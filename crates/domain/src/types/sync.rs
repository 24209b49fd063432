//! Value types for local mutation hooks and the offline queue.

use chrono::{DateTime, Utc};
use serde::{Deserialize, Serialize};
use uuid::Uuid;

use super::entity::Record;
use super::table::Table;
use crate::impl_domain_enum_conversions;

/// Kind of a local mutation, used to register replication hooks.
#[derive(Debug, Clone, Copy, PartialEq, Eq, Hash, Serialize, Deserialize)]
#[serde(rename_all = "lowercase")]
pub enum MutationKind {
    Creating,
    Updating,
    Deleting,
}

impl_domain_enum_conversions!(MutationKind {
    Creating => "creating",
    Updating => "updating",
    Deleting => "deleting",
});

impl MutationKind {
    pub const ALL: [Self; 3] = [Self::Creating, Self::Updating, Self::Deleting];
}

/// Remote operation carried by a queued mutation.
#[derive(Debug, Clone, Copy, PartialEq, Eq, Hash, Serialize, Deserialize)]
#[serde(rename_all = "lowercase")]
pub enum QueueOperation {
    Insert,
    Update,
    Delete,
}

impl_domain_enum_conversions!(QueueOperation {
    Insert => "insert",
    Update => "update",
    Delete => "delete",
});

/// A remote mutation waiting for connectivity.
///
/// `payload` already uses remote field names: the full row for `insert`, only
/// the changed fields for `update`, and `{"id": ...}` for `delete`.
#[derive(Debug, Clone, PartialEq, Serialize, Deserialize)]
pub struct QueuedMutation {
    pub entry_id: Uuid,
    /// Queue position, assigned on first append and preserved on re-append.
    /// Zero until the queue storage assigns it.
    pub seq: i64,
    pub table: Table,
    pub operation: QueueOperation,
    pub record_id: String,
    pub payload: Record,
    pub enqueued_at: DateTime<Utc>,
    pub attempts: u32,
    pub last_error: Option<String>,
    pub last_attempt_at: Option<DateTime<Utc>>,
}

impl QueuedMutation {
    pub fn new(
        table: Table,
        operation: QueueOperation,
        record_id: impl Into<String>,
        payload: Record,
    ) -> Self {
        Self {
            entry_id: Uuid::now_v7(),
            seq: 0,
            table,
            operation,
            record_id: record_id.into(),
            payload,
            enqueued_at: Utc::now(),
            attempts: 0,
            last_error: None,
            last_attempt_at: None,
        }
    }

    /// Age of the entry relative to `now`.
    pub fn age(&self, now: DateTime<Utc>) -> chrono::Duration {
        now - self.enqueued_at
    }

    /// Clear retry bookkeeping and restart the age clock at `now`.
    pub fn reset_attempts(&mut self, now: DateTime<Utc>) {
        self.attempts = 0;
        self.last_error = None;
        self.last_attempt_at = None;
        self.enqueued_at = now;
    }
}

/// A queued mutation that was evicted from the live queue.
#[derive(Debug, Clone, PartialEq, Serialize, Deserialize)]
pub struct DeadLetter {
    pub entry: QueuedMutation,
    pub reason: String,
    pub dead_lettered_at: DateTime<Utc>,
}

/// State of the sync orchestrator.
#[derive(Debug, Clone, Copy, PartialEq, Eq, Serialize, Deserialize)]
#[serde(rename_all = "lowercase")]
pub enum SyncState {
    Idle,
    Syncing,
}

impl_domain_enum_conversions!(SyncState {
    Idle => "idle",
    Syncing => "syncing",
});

* * * * * * * * *

Task item: Check each line of the material for "SyncState". Copy the ones that have it.

Written solution:
pub enum SyncState {
impl_domain_enum_conversions!(SyncState {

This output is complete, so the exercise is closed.